- Associated Press - Tuesday, April 21, 2015

JUNEAU, Alaska (AP) - Members of the Senate Finance Committee on Tuesday defended the budget the Senate passed, including proposed cuts to education, as responsible.

A co-chair of the committee, Sen. Anna MacKinnon, said there is room for compromise. But she said she will “not be held hostage to spend more money that we don’t have. Period.”

Committee co-chair Sen. Pete Kelly told reporters the state has fallen off the fiscal cliff and the Senate budget, which cut more deeply than Gov. Bill Walker or the House proposed, is an effort to save Alaska’s financial future.

“It’s important, I think, that the people of Alaska, and maybe some people in this building, understand the magnitude of the budget problems that we have,” Kelly said, adding later that the message coming from the Senate boils down to: “We don’t have the money.”

Failure to reach a budget deal sent the Legislature, which had been scheduled to adjourn Sunday, into overtime.

While many in the House expected further cuts to the operating budget in the Senate, education funding became a sticking point in budget negotiations. Closed-door talks continued Tuesday.

The Senate proposed cutting $47.5 million for schools next year and did not forward-fund education for fiscal year 2017. That’s on top of a planned cut in the one-time schools funds that was approved last session. Walker first proposed that cut.

The Senate did add to the capital budget $43 million for a new school at Kivalina to help satisfy terms of a settlement agreement in lawsuit over inequities in rural school funding. Walker had proposed phased-in funding.

House Minority Leader Chris Tuck has said his Democratic-led caucus wants to see the $47.5 million restored, along with $32 million in one-time funds that had been planned for next year and some mechanism for inflation-proofing the per-student funding formula.

The caucus also has wanted to see negotiated pay raises in labor contracts funded for next year and expanded Medicaid. Democrats don’t dispute the need for cuts but say they must be made smartly.

This session, it has been expected that a three-fourths vote would be called for to draw funds from the constitutional budget reserve to help balance the budget. In the House, reaching that threshold will require Democratic support. Negotiations have been occurring between the House and Senate and between the House majority and minority.

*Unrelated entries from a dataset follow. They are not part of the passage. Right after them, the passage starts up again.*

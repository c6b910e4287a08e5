//! Localized route manifest for static generation.
//!
//! The default locale is served without a prefix; every other locale lives
//! under `/{code}`. Each page also carries its hreflang alternates.

use serde::Serialize;

use crate::catalogue::{
    Catalogue,
    LocationParams,
    ServiceLocationParams,
    ServiceParams,
};
use crate::i18n::LocaleRegistry;

/// Pages that exist independently of the catalogue.
pub const STATIC_PAGES: [&str; 5] = ["/", "/about", "/services", "/locations", "/contact"];

/// hreflang value of the unprefixed fallback URL.
pub const X_DEFAULT: &str = "x-default";

#[derive(Debug, Clone, PartialEq, Eq, Serialize)]
#[serde(tag = "kind", rename_all = "camelCase")]
pub enum PageKind {
    Static,
    Service(ServiceParams),
    Location(LocationParams),
    ServiceLocation(ServiceLocationParams),
}

#[derive(Debug, Clone, PartialEq, Eq, Serialize)]
#[serde(rename_all = "camelCase")]
pub struct LocalizedRoute {
    pub locale: String,
    pub path: String,
    pub url: String,
}

#[derive(Debug, Clone, PartialEq, Eq, Serialize)]
#[serde(rename_all = "camelCase")]
pub struct Alternate {
    pub hreflang: String,
    pub href: String,
}

#[derive(Debug, Clone, PartialEq, Eq, Serialize)]
#[serde(rename_all = "camelCase")]
pub struct Page {
    pub kind: PageKind,
    /// Unprefixed path, e.g. `/services/seo/london`.
    pub path: String,
    /// One route per supported locale, in registry order.
    pub routes: Vec<LocalizedRoute>,
    pub alternates: Vec<Alternate>,
}

#[derive(Debug, Clone, Default, PartialEq, Eq, Serialize)]
#[serde(rename_all = "camelCase")]
pub struct RouteManifest {
    pub pages: Vec<Page>,
}

/// Prefix `path` with `locale` unless it is the default locale.
#[must_use]
pub fn localized_path(path: &str, locale: &str, registry: &LocaleRegistry) -> String {
    if locale == registry.default_locale() {
        path.to_string()
    } else if path == "/" {
        format!("/{locale}")
    } else {
        format!("/{locale}{path}")
    }
}

/// Join `base_url` and an absolute `path`; the home page maps to the bare origin.
#[must_use]
pub fn absolute_url(base_url: &str, path: &str) -> String {
    let base = base_url.trim_end_matches('/');
    if path == "/" { base.to_string() } else { format!("{base}{path}") }
}

impl Page {
    /// One route per locale plus the hreflang alternates.
    fn new(kind: PageKind, path: String, registry: &LocaleRegistry, base_url: &str) -> Self {
        let routes: Vec<LocalizedRoute> = registry
            .codes()
            .map(|locale| {
                let localized = localized_path(&path, locale, registry);
                let url = absolute_url(base_url, &localized);
                LocalizedRoute { locale: locale.to_string(), path: localized, url }
            })
            .collect();

        let alternates = routes
            .iter()
            .map(|route| Alternate { hreflang: route.locale.clone(), href: route.url.clone() })
            .chain(std::iter::once(Alternate {
                hreflang: X_DEFAULT.to_string(),
                href: absolute_url(base_url, &path),
            }))
            .collect();

        Self { kind, path, routes, alternates }
    }
}

impl RouteManifest {
    /// Enumerate every page of the site in every supported locale.
    ///
    /// Order: static pages, service pages, location pages, then the
    /// service × location cross product.
    #[must_use]
    pub fn build(catalogue: &Catalogue, registry: &LocaleRegistry, base_url: &str) -> Self {
        let statics = STATIC_PAGES.iter().map(|path| (PageKind::Static, (*path).to_string()));

        let services = catalogue.service_ids().into_iter().map(|params| {
            let path = format!("/services/{}", params.service);
            (PageKind::Service(params), path)
        });

        let locations = catalogue.location_ids().into_iter().map(|params| {
            let path = format!("/locations/{}", params.location);
            (PageKind::Location(params), path)
        });

        let combinations = catalogue.service_location_paths().into_iter().map(|params| {
            let path = format!("/services/{}/{}", params.service, params.location);
            (PageKind::ServiceLocation(params), path)
        });

        let pages: Vec<Page> = statics
            .chain(services)
            .chain(locations)
            .chain(combinations)
            .map(|(kind, path)| Page::new(kind, path, registry, base_url))
            .collect();

        tracing::debug!(pages = pages.len(), "Route manifest built");

        Self { pages }
    }

    /// Every localized URL, page by page.
    pub fn urls(&self) -> impl Iterator<Item = &str> {
        self.pages.iter().flat_map(|page| page.routes.iter().map(|route| route.url.as_str()))
    }

    #[must_use]
    pub fn find(&self, path: &str) -> Option<&Page> {
        self.pages.iter().find(|page| page.path == path)
    }
}
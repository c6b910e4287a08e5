//! Owner of the loaded settings and the site root.

use std::path::{
    Path,
    PathBuf,
};

use super::{
    ConfigError,
    SiteSettings,
    loader,
};

/// Holds the validated settings and resolves site-relative paths.
#[derive(Default, Debug, Clone)]
pub struct ConfigManager {
    /// Current settings
    current_settings: SiteSettings,

    /// Site root; `None` until settings are loaded from disk
    site_root: Option<PathBuf>,
}

impl ConfigManager {
    /// Creates a manager holding the default settings
    #[must_use]
    pub fn new() -> Self {
        Self { current_settings: SiteSettings::default(), site_root: None }
    }

    /// Loads and validates the settings of `site_root`
    ///
    /// Defaults are used when there is no settings file. On error the previous
    /// settings are kept.
    ///
    /// # Errors
    /// - the file cannot be read
    /// - the file is not valid JSON
    /// - the settings fail validation
    pub fn load_settings(&mut self, site_root: Option<PathBuf>) -> Result<(), ConfigError> {
        tracing::debug!("Loading settings for site root: {:?}", site_root);

        let settings = if let Some(root) = &site_root {
            loader::load_from_site_root(root)?.map_or_else(SiteSettings::default, |loaded| {
                tracing::debug!("Loaded site settings: {:?}", loaded);
                loaded
            })
        } else {
            SiteSettings::default()
        };

        settings.validate().map_err(ConfigError::ValidationErrors)?;

        self.current_settings = settings;
        self.site_root = site_root;
        tracing::debug!("Settings loaded successfully: {:?}", self.current_settings);

        Ok(())
    }

    /// Current settings
    #[must_use]
    pub const fn get_settings(&self) -> &SiteSettings {
        &self.current_settings
    }

    /// Site root, if settings were loaded from disk
    #[must_use]
    pub fn site_root(&self) -> Option<&Path> {
        self.site_root.as_deref()
    }

    /// Resolves `relative` against the site root
    ///
    /// Without a site root the path stays relative to the current directory.
    #[must_use]
    pub fn resolve_path(&self, relative: impl AsRef<Path>) -> PathBuf {
        self.site_root.as_ref().map_or_else(
            || relative.as_ref().to_path_buf(),
            |root| root.join(relative.as_ref()),
        )
    }

    /// Paths of the services and locations data files
    #[must_use]
    pub fn data_file_paths(&self) -> (PathBuf, PathBuf) {
        let data_dir = self.resolve_path(&self.current_settings.data_dir);
        (
            data_dir.join(&self.current_settings.services_file),
            data_dir.join(&self.current_settings.locations_file),
        )
    }

    /// Where the locale preference is stored
    #[must_use]
    pub fn preference_path(&self) -> PathBuf {
        self.resolve_path(&self.current_settings.preference_file)
    }
}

Tuck said Tuesday that the process so far has been respectful. “It’s nice to be working side by side where in the past we’ve always been working underneath everyone,” he said.

“We are not interested in blowing up a budget. We know cuts need to be made,” said Tuck, D-Anchorage. “We’re just worried about going too deep and going in some areas unnecessarily just because we’re trying to meet a number.”

Senate Finance members who are in the majority said everything must be on the table as the state grapples with multibillion-dollar budget deficits amid low oil prices and trying to preserve its reserves for as long as possible.

Committee members said that if people think this year was tough, it won’t get any easier. The focus this session has been on cuts; talks on additional revenue sources are expected to begin this summer.

MacKinnon, R-Eagle River, said the Senate is willing to compromise. But she said the proposed $47.5 million school funding cut seems reasonable as a first step to asking education to help come up with new innovations.